Yesterday, a day we celebrate Emancipation, a court case against Kensington Primary school brought the theme of “emancipation” into focus. A little girl was denied entry to school due to her dreadlock hairstyle. The case is an awful reminder of the persecution Rastafarians have experienced throughout our history and the remaining systematic prejudices that are a legacy of those oppressive times.
The case also brought back to my memory, a recent visit to (a popular tourist attraction) in Trelawny for a tour. I have never been a touristy kind of guy when I go home. But I was invited to this tour for an afternoon and decided to accept the offer. Heading into the countryside of Trelawny was heavenly. These old trees are bent and shaped into fascinating formations. Wisps, leaves, tree trunks all were reminiscent of my weekly walks into the heart of St Mary as a boy. It took me a good thirty-five to forty minutes off the main to get to the great house on the property perched on top of a hill. I stood by the car in awe as I saw miles and miles of sprawling green land looking outward on to the property.
On arrival at the main reception area I sorted out my admission and was driven further down the hill to find my friends. All of what I had read in colonial history books came rushing into my mind’s eye. I walked into a building to which I was directed. As soon as I stepped inside no one needed to tell me it was a sugar mill that seemed to have been through hundreds of years of wear and tear, but was revived for the tourist trade. I don’t believe in ghosts, so I know it was my mind as I smelled the sweat of every black man who worked in that mill. I felt every pain and heard every stroke of the whip that peeled the skin of my forefathers. It was as though the hurt of the slaves was calling out to me. The smell, noise, and pain overwhelmed me. It dawned on me what this tour is all about. It’s about the recreation of moments of slavery, the owners of this establishment have opened up to the tourist trade.
I noticed a few other things that disturbed me. The managers were white or had a fair complexion, while most of the staff had dark complexions. Also, the manner in which the staff served the guests lunch, appeared similar to depictions of the slave servants on the property before them. It was too much, I made a request to meet with the manager, after a short conversation it was clear, I was envisioning a case of subtle, current-day slavery.
The tour of the Great House continued. We could see the entire acreages of land. Probably nine square miles with orange and coconut trees, all kinds of fruit trees. I looked down to the fields immediately in front of me and it happened again. I was seeing slaves in chains working. As I stood looking over the massive stretch of land I could feel the sickening sense of power the landowners must have felt as they watched the many black slaves working and being beaten.
My stomach continued to turn as I heard the pretty picture the tour guide painted of the original landowner, basically a slave owner. A part of what the tour guide told us initially was that the land owner was in the Queen’s service and was gifted the land because he was so dutiful to her. I immediately wondered; was he a cast away criminal from England given this plot of land after time served? Or was he truly gifted this land by the queen? I couldn’t help myself and I had to stop and ask the guide , “Do you believe what you are saying?” His response was, “That’s what I’m told to say.” I decided to google the name of the landowner, but didn’t find much about him other that what is written in the Tour marketing.

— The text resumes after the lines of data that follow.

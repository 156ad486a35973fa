//! Projection: the read-only view of a session that a renderer consumes.
//!
//! The core never draws. It lays the outline out as a list of [`Row`]s (one
//! per displayed line) and says where the cursor belongs, in display cells.
//! A renderer only has to paint the rows top to bottom and park the cursor.
//!
//! # Row layout
//!
//! ```text
//! 1 Groceries
//!     1.1 Eggs
//!     1.2 Milk, the
//!         good kind          ← continuation row, aligned under the text
//! 2 Chores
//! ```
//!
//! The first row of an item is `indent + number + " " + text`. Later rows of
//! a multi-line item get a blank prefix of the same width.

use unicode_width::UnicodeWidthStr;

use crate::item::LINE_BREAK;
use crate::mode::Mode;
use crate::persist::INDENT_WIDTH;
use crate::session::Session;

// ---------------------------------------------------------------------------
// Cursor location
// ---------------------------------------------------------------------------

/// Where an absolute content offset falls once the content is split on line
/// breaks.
#[derive(Debug, Clone, Copy, PartialEq, Eq)]
pub struct CursorLocation {
    /// Which line of the item (0 = first).
    pub sub_line: usize,
    /// Char offset within that line.
    pub column: usize,
}

/// Split `content` at char offset `cursor_x` and locate the cursor.
///
/// Offsets past the end are treated as the end.
#[must_use]
pub fn cursor_location(content: &str, cursor_x: usize) -> CursorLocation {
    let mut sub_line = 0;
    let mut column = 0;
    for ch in content.chars().take(cursor_x) {
        if ch == LINE_BREAK {
            sub_line += 1;
            column = 0;
        } else {
            column += 1;
        }
    }
    CursorLocation { sub_line, column }
}

// ---------------------------------------------------------------------------
// Rows
// ---------------------------------------------------------------------------

/// One displayed line.
#[derive(Debug, Clone, PartialEq, Eq)]
pub struct Row<'a> {
    /// Index of the item this row belongs to.
    pub item: usize,
    /// Line of the item shown on this row.
    pub sub_line: usize,
    /// Indent plus number (first row) or matching blank padding.
    pub prefix: String,
    /// The item's text for this line.
    pub text: &'a str,
    /// True for every row of the focused item.
    pub is_current: bool,
}

/// Screen position of the cursor relative to the top-left of the outline
/// area, in display cells.
#[derive(Debug, Clone, Copy, PartialEq, Eq)]
pub struct ScreenCursor {
    pub row: usize,
    pub col: usize,
}

/// Everything needed to draw one frame of the outline area.
#[derive(Debug, Clone, PartialEq, Eq)]
pub struct Projection<'a> {
    pub rows: Vec<Row<'a>>,
    /// `None` when the cursor's row is scrolled out of view.
    pub cursor: Option<ScreenCursor>,
    pub mode: Mode,
}

/// Prefix for the first row of an item: indent, number, one space.
#[must_use]
pub fn first_prefix(level: usize, number: &str) -> String {
    format!("{}{number} ", " ".repeat(level * INDENT_WIDTH))
}

impl Session {
    /// Lay out up to `height` rows starting at `top_line`.
    ///
    /// Call [`scroll_into_view`](Self::scroll_into_view) first so the cursor
    /// lands inside the window. In Insert mode the cursor sits at the text
    /// offset; in the other modes it rests on the first character of the
    /// focused item.
    #[must_use]
    pub fn project(&self, height: usize) -> Projection<'_> {
        let mut rows = Vec::with_capacity(height);
        let mut cursor = None;

        let location = self.current_item().map(|item| {
            if self.mode.is_input() {
                cursor_location(&item.content, self.cursor_x)
            } else {
                CursorLocation { sub_line: 0, column: 0 }
            }
        });

        'items: for (index, item) in self.list.items().iter().enumerate().skip(self.top_line) {
            let first = first_prefix(item.level(), item.number());
            let pad = " ".repeat(first.width());
            let is_current = index == self.current_line;

            for (sub_line, text) in item.content.split(LINE_BREAK).enumerate() {
                if rows.len() >= height {
                    break 'items;
                }
                let prefix = if sub_line == 0 { first.clone() } else { pad.clone() };

                if let Some(loc) = location.filter(|l| is_current && l.sub_line == sub_line) {
                    let before: String = text.chars().take(loc.column).collect();
                    cursor = Some(ScreenCursor {
                        row: rows.len(),
                        col: prefix.width() + before.width(),
                    });
                }

                rows.push(Row {
                    item: index,
                    sub_line,
                    prefix,
                    text,
                    is_current,
                });
            }
        }

        Projection {
            rows,
            cursor,
            mode: self.mode,
        }
    }
}

// ---------------------------------------------------------------------------
// Tests
// ---------------------------------------------------------------------------
//! Session options.
//!
//! A handful of tunables with fixed defaults. The binary builds one
//! [`Options`] at startup; nothing reads a config file or command-line flags.
//!
//! | Option           | Default    | Meaning                                  |
//! |------------------|------------|------------------------------------------|
//! | `filename`       | `list.txt` | File loaded at start and written by `s`  |
//! | `escape_timeout` | 25 ms      | How long a lone ESC waits for a sequence |
//! | `show_help`      | true       | Draw the key help line                   |
//! | `welcome`        | true       | Greet on start                           |

use std::path::PathBuf;
use std::time::Duration;

/// Session file used when none is configured.
pub const DEFAULT_FILENAME: &str = "list.txt";

/// Default wait before a lone ESC byte is reported as the Escape key.
pub const DEFAULT_ESCAPE_TIMEOUT: Duration = Duration::from_millis(25);

/// Lines below the outline: status and message, plus help when shown.
const STATUS_ROWS: usize = 2;

#[derive(Debug, Clone, PartialEq, Eq)]
pub struct Options {
    pub filename: PathBuf,
    pub escape_timeout: Duration,
    pub show_help: bool,
    pub welcome: bool,
}

impl Default for Options {
    fn default() -> Self {
        Self {
            filename: PathBuf::from(DEFAULT_FILENAME),
            escape_timeout: DEFAULT_ESCAPE_TIMEOUT,
            show_help: true,
            welcome: true,
        }
    }
}

impl Options {
    /// Rows left for the outline on a terminal `height` rows tall. Never 0.
    #[must_use]
    pub const fn text_rows(&self, height: usize) -> usize {
        let chrome = STATUS_ROWS + if self.show_help { 1 } else { 0 };
        let rows = height.saturating_sub(chrome);
        if rows == 0 { 1 } else { rows }
    }
}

We then headed down the hill for a foot tour of the property. I wondered what else they could show that would make me feel worse or conjure up more ghosts of my forefathers. Indeed, the nightmare continued. Tombs of the family members of the white landowner lined the family burying ground. There were no tombstones of slaves. And then a huge tree appeared in front of us with a long rope that looked like a noose, hanging from the branch!. The rope was just hanging, with no explanation, description or acknowledgment of the countless lives lost to nooses. This was too much to bear. I left the tour and the property, deeply saddened by the past we revisited.
This tour of this tourist attraction was deeply disappointing. We should recount history, but we must do so in a way that informs and empowers and honors our ancestors with the dignity and respect they deserve, and not just for entertaining Tourists.
I have attended other tours of the Cockpit communities and Trench Town. Their history was appropriately captured in small monuments, pillars and memorials. Our heritage can be shared with the dignity it deserves that recount the stories of the slaves not only the landowners.
My tour experience on the property in Trelawny and the case of the young student, now denied access to school due to natural dreadlocked hairstyle, are important reminders.
I love my country, nowhere nuh betta than yard and I know our past is just that: it’s history. We don’t have a magic eraser, but we do have a powerful pen. We can review and rewrite oppressive ancestral laws; update archaic policies; tell the story of our history with the humanity of its victims intact; and learn and share our past without recreating it in the process. Finally, we must do ever single thing in our power as principals, tour managers, politicians, teachers, parents and citizens to embody emancipation and write a new future for the next generation.